Brief

Von Christoph Ludwig Friedrich Schultz (17. Juni 1823)

Unter Rüksendung der Anlage (Brief von J. P. Eckermann; vgl. aber RA 10, Nr. 248) Dank für G.s inhaltsreiches Schreiben. - Die ersten Tage seiner Erholung in Potsdam habe S. mit K. E. Schubarth verbracht. Danach habe er sich dem gründlichen Studium von G.s Heften "Zur Naturwissenschaft überhaupt, besonders zur Morphologie" gewidmet: [...] eine neue Welt ging vor mir auf.
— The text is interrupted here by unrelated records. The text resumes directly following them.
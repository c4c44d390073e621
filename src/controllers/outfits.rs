use std::sync::Arc;

use crate::controllers::FlowError;
use crate::models::job::{JobKind, JobRequest, OwnerKey};
use crate::services::api::RemoteClient;
use crate::services::events::{AppEvent, EventSink};
use crate::services::poller::{JobCallbacks, JobError, JobPoller, JobRunner};

const FACE_PHOTO_REQUIRED: &str = "face photo required";

/// Outfit generation and try-on rendering.
///
/// Both jobs publish `home-refresh` once they complete, after the caller's
/// own completion callback.
pub struct Outfits {
    remote: Arc<dyn RemoteClient>,
    runner: JobRunner,
    events: Arc<dyn EventSink>,
    owner: OwnerKey,
}

impl Outfits {
    pub fn new(remote: Arc<dyn RemoteClient>, runner: JobRunner, events: Arc<dyn EventSink>, owner: OwnerKey) -> Self {
        Self { remote, runner, events, owner }
    }

    /// Start an outfit-generation job, optionally built around one garment.
    pub async fn generate(&self, anchor_cloth_id: Option<i64>, callbacks: JobCallbacks) -> Result<JobPoller, FlowError> {
        let request = JobRequest::Outfit { anchor_cloth_id };
        Ok(self.runner.start(self.owner.clone(), request, self.with_refresh(callbacks)).await?)
    }

    /// Start a try-on render of a generated outfit on the user's face photo.
    pub async fn try_on(&self, coordinate_id: &str, callbacks: JobCallbacks) -> Result<JobPoller, FlowError> {
        let profile = self.remote.get_user(&self.owner).await?;
        if !profile.has_face_photo() {
            tracing::info!(owner = %self.owner, "Try-on refused, no face photo on file");
            return Err(JobError::StartFailed {
                kind: JobKind::TryOnRender,
                reason: FACE_PHOTO_REQUIRED.to_string(),
            }
            .into());
        }

        let request = JobRequest::TryOn {
            coordinate_id: coordinate_id.to_string(),
        };
        Ok(self.runner.start(self.owner.clone(), request, self.with_refresh(callbacks)).await?)
    }

    fn with_refresh(&self, callbacks: JobCallbacks) -> JobCallbacks {
        let events = Arc::clone(&self.events);
        callbacks.after_complete(move || events.publish(AppEvent::HomeRefresh))
    }
}
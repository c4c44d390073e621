use std::sync::Arc;

use crate::config::ClientConfig;
use crate::controllers::closet::Closet;
use crate::controllers::home::HomeFeed;
use crate::controllers::outfits::Outfits;
use crate::controllers::profile::Profile;
use crate::controllers::FlowError;
use crate::models::job::OwnerKey;
use crate::services::api::{ApiError, HttpApiClient, JobBackend, RemoteClient};
use crate::services::cache::CacheStore;
use crate::services::clock::{Clock, SystemClock};
use crate::services::events::{EventBus, EventSink};
use crate::services::guides::GuideSequencer;
use crate::services::identity;
use crate::services::poller::JobRunner;
use crate::services::store::{FileStore, FlagStore, KeyValueStore, StoreError};

/// Shared client state handed to every screen.
#[derive(Clone)]
pub struct AppState {
    pub owner: OwnerKey,
    pub store: Arc<dyn KeyValueStore>,
    pub cache: CacheStore,
    pub events: EventBus,
    pub guides: GuideSequencer,
    pub remote: Arc<dyn RemoteClient>,
    pub jobs: JobRunner,
    pub clock: Arc<dyn Clock>,
    pub config: ClientConfig,
}

impl AppState {
    pub fn new(
        config: ClientConfig,
        store: Arc<dyn KeyValueStore>,
        remote: Arc<dyn RemoteClient>,
        backend: Arc<dyn JobBackend>,
        clock: Arc<dyn Clock>,
    ) -> Result<Self, StoreError> {
        let owner = identity::load_or_create(store.as_ref())?;

        Ok(Self {
            owner,
            cache: CacheStore::new(Arc::clone(&store)),
            guides: GuideSequencer::new(FlagStore::new(Arc::clone(&store))),
            events: EventBus::new(),
            jobs: JobRunner::new(backend, config.job_settings()),
            store,
            remote,
            clock,
            config,
        })
    }

    /// Production wiring: file-backed store, HTTP backend, system clock.
    pub fn from_config(config: &ClientConfig) -> Result<Self, InitError> {
        let store: Arc<dyn KeyValueStore> = Arc::new(FileStore::open(&config.store_path)?);
        let client = Arc::new(HttpApiClient::new(&config.api_base_url, config.http_timeout())?);

        tracing::info!(
            api_base_url = %config.api_base_url,
            store_path = %config.store_path.display(),
            "Client state initialised"
        );

        Ok(Self::new(
            config.clone(),
            store,
            Arc::clone(&client) as Arc<dyn RemoteClient>,
            client,
            Arc::new(SystemClock),
        )?)
    }

    fn sink(&self) -> Arc<dyn EventSink> {
        Arc::new(self.events.clone())
    }

    pub fn closet(&self) -> Closet {
        Closet::new(
            Arc::clone(&self.remote),
            self.cache.clone(),
            self.sink(),
            self.guides.clone(),
            self.owner.clone(),
        )
    }

    pub fn home_feed(&self) -> HomeFeed {
        HomeFeed::new(
            Arc::clone(&self.remote),
            self.cache.clone(),
            Arc::clone(&self.clock),
            self.owner.clone(),
            self.config.evening_cutoff_hour,
        )
    }

    pub fn profile(&self) -> Profile {
        Profile::new(Arc::clone(&self.remote), self.cache.clone(), self.sink(), self.owner.clone())
    }

    /// Clear all local state and give up this instance.
    ///
    /// The owner key, guide requests and mounted views all belong to the
    /// discarded install; rebuild with [`AppState::new`] or
    /// [`AppState::from_config`] afterwards.
    pub fn reset_all(self) -> Result<(), FlowError> {
        self.profile().reset_all()
    }

    pub fn outfits(&self) -> Outfits {
        Outfits::new(Arc::clone(&self.remote), self.jobs.clone(), self.sink(), self.owner.clone())
    }
}

#[derive(Debug, thiserror::Error)]
pub enum InitError {
    #[error("Local store unavailable: {0}")]
    Store(#[from] StoreError),

    #[error("HTTP client setup failed: {0}")]
    Api(#[from] ApiError),
}
use garde::Validate;
use serde::{Deserialize, Serialize};
use std::collections::BTreeMap;
use strum::{Display, EnumIter, EnumString, IntoEnumIterator};

/// Garment categories in closet display order.
#[derive(Debug, Clone, Copy, Serialize, Deserialize, EnumString, EnumIter, Display, PartialEq, Eq, Hash)]
pub enum GarmentCategory {
    #[strum(serialize = "アウター")]
    #[serde(rename = "アウター")]
    Outer,
    #[strum(serialize = "トップス")]
    #[serde(rename = "トップス")]
    Tops,
    #[strum(serialize = "ボトムス")]
    #[serde(rename = "ボトムス")]
    Bottoms,
    #[strum(serialize = "ワンピース")]
    #[serde(rename = "ワンピース")]
    Dress,
    #[strum(serialize = "シューズ")]
    #[serde(rename = "シューズ")]
    Shoes,
    #[strum(serialize = "小物")]
    #[serde(rename = "小物")]
    Accessory,
}

/// A registered garment as returned by the backend.
#[derive(Debug, Clone, Serialize, Deserialize, PartialEq)]
#[serde(rename_all = "camelCase")]
pub struct Garment {
    pub cloth_id: i64,
    pub category: String,
    pub image_url: String,
    #[serde(default, skip_serializing_if = "Option::is_none")]
    pub brand: Option<String>,
    #[serde(default, skip_serializing_if = "Option::is_none")]
    pub color: Option<String>,
    #[serde(default, skip_serializing_if = "Option::is_none")]
    pub description: Option<String>,
}

/// Garment attributes, either proposed by image analysis or edited by the user.
#[derive(Debug, Clone, Default, Serialize, Deserialize, Validate, PartialEq)]
#[serde(rename_all = "camelCase")]
pub struct GarmentDraft {
    #[garde(length(min = 1, max = 50))]
    pub category: String,

    #[garde(length(max = 100))]
    #[serde(default, skip_serializing_if = "Option::is_none")]
    pub brand: Option<String>,

    #[garde(length(max = 50))]
    #[serde(default, skip_serializing_if = "Option::is_none")]
    pub color: Option<String>,

    #[garde(skip)]
    #[serde(default, skip_serializing_if = "Option::is_none")]
    pub size: Option<String>,

    #[garde(skip)]
    #[serde(default, skip_serializing_if = "Option::is_none")]
    pub material: Option<String>,

    #[garde(skip)]
    #[serde(default, skip_serializing_if = "Vec::is_empty")]
    pub seasons: Vec<String>,

    #[garde(skip)]
    #[serde(default, skip_serializing_if = "Option::is_none")]
    pub style: Option<String>,

    #[garde(range(min = -30.0, max = 50.0))]
    #[serde(default, skip_serializing_if = "Option::is_none")]
    pub suitable_min_temp: Option<f64>,

    #[garde(range(min = -30.0, max = 50.0))]
    #[serde(default, skip_serializing_if = "Option::is_none")]
    pub suitable_max_temp: Option<f64>,

    #[garde(length(max = 500))]
    #[serde(default, skip_serializing_if = "Option::is_none")]
    pub description: Option<String>,
}

/// Closet contents grouped by category, every known category present.
#[derive(Debug, Clone, Default, Serialize, Deserialize, PartialEq)]
pub struct Inventory {
    pub groups: BTreeMap<String, Vec<Garment>>,
}

impl Inventory {
    /// Group a flat garment list; garments in unknown categories are dropped.
    pub fn group(garments: Vec<Garment>) -> Self {
        let mut groups: BTreeMap<String, Vec<Garment>> = GarmentCategory::iter()
            .map(|c| (c.to_string(), Vec::new()))
            .collect();
        for garment in garments {
            if let Some(group) = groups.get_mut(&garment.category) {
                group.push(garment);
            }
        }
        Self { groups }
    }

    pub fn category(&self, category: GarmentCategory) -> &[Garment] {
        self.groups
            .get(&category.to_string())
            .map(Vec::as_slice)
            .unwrap_or(&[])
    }

    pub fn len(&self) -> usize {
        self.groups.values().map(Vec::len).sum()
    }

    pub fn is_empty(&self) -> bool {
        self.len() == 0
    }
}

/// Forecast snapshot for one region.
#[derive(Debug, Clone, Serialize, Deserialize, PartialEq)]
#[serde(rename_all = "camelCase")]
pub struct WeatherSnapshot {
    pub max: f64,
    pub min: f64,
    pub weather: String,
    #[serde(default)]
    pub icon_url: Option<String>,
    #[serde(default)]
    pub humidity: f64,
    #[serde(default)]
    pub pop: f64,
    #[serde(default)]
    pub wind_direction: Option<String>,
    #[serde(default)]
    pub wind_speed: f64,
}

/// A generated outfit, also the element type of the history list.
#[derive(Debug, Clone, Default, Serialize, Deserialize, PartialEq)]
pub struct Outfit {
    #[serde(rename = "coordinateId", default)]
    pub coordinate_id: Option<String>,
    #[serde(rename = "targetDate", default)]
    pub target_date: Option<String>,
    #[serde(rename = "weatherData", default)]
    pub weather: Option<serde_json::Value>,
    #[serde(default)]
    pub outer_image: Option<String>,
    #[serde(default)]
    pub tops_images: Vec<String>,
    #[serde(default)]
    pub bottoms_image: Option<String>,
    #[serde(default)]
    pub shoes_image: Option<String>,
    #[serde(default)]
    pub reason: Option<String>,
}

/// Rendered virtual try-on image.
#[derive(Debug, Clone, Serialize, Deserialize, PartialEq)]
#[serde(rename_all = "camelCase")]
pub struct TryOnImage {
    pub image_url: String,
}

/// Stored user profile.
#[derive(Debug, Clone, Default, Serialize, Deserialize, PartialEq)]
#[serde(rename_all = "camelCase")]
pub struct UserProfile {
    #[serde(default)]
    pub user_id: String,
    #[serde(default)]
    pub gender: Option<String>,
    #[serde(default)]
    pub birth_day: Option<String>,
    #[serde(default)]
    pub height: Option<u32>,
    /// The user's region.
    #[serde(default)]
    pub address: Option<String>,
    /// Face photo used by try-on rendering.
    #[serde(default)]
    pub image_link: Option<String>,
    #[serde(default)]
    pub weekly_schedule: BTreeMap<String, String>,
}

impl UserProfile {
    pub fn has_face_photo(&self) -> bool {
        self.image_link.as_deref().is_some_and(|link| !link.is_empty())
    }
}

/// Presigned upload destination for a garment photo.
#[derive(Debug, Clone, Serialize, Deserialize, PartialEq)]
#[serde(rename_all = "camelCase")]
pub struct UploadTarget {
    pub upload_url: String,
    pub image_url: String,
    #[serde(default)]
    pub download_url: Option<String>,
}

#[cfg(test)]
mod tests {
    use super::*;

    fn garment(id: i64, category: &str) -> Garment {
        Garment {
            cloth_id: id,
            category: category.to_string(),
            image_url: format!("https://img/{id}.jpg"),
            brand: None,
            color: None,
            description: None,
        }
    }

    #[test]
    fn test_group_keeps_every_category() {
        let inventory = Inventory::group(vec![garment(1, "トップス"), garment(2, "トップス"), garment(3, "シューズ")]);
        assert_eq!(inventory.groups.len(), 6);
        assert_eq!(inventory.category(GarmentCategory::Tops).len(), 2);
        assert_eq!(inventory.category(GarmentCategory::Shoes).len(), 1);
        assert!(inventory.category(GarmentCategory::Outer).is_empty());
        assert_eq!(inventory.len(), 3);
    }

    #[test]
    fn test_group_drops_unknown_category() {
        let inventory = Inventory::group(vec![garment(1, "帽子")]);
        assert!(inventory.is_empty());
    }

    #[test]
    fn test_draft_requires_category() {
        let draft = GarmentDraft::default();
        assert!(draft.validate().is_err());

        let draft = GarmentDraft { category: "トップス".to_string(), ..Default::default() };
        assert!(draft.validate().is_ok());
    }

    #[test]
    fn test_face_photo_check() {
        let mut profile = UserProfile::default();
        assert!(!profile.has_face_photo());
        profile.image_link = Some(String::new());
        assert!(!profile.has_face_photo());
        profile.image_link = Some("https://img/face.jpg".to_string());
        assert!(profile.has_face_photo());
    }
}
S. erwarte mit größtem Interesse die von G. angekündigte Rezension in der JALZ (1823, Nr. 101-108, von C. G. Nees, A. Goldfuß und J. Noeggerath). - Dank für die Informationen über die jungen Männer, die G.s Vertrauen erworben hätten (u. a. J. V. Adrian, Eckermann, Schubarth und J. S. Zauper). - G.s Zufriedenheit mit K. H. Schultz erfreue denselben. Mit der fahrenden Post sende S. ein Exemplar der Schrift ("Die Natur der lebendigen Pflanze", vgl. Ruppert 5089) zusammen mit einem Brief von Schultz (RA 10, Nr. 232). - Ausführlich über das Restaurieren von Gemälden durch Übertragung auf eine neue Leinwand, wie es Horack praktiziere; erwähnt: die Gemäldesammlung E. Sollys. - Im Aufsatz "Fortschritte des Steindrucks" auf den mitgeteilten Aushängebogen ("Über Kunst und Altertum" IV 2) beurteile G. (richtig: H. Meyer) die diesbezüglich in Berlin unternommenen Versuche richtig; erwähnt: Graf J. Rechberg. - Über G.s Interesse an der (von Schubarth herausgegebenen) Zeitschrift "Paläophron und Neoterpe".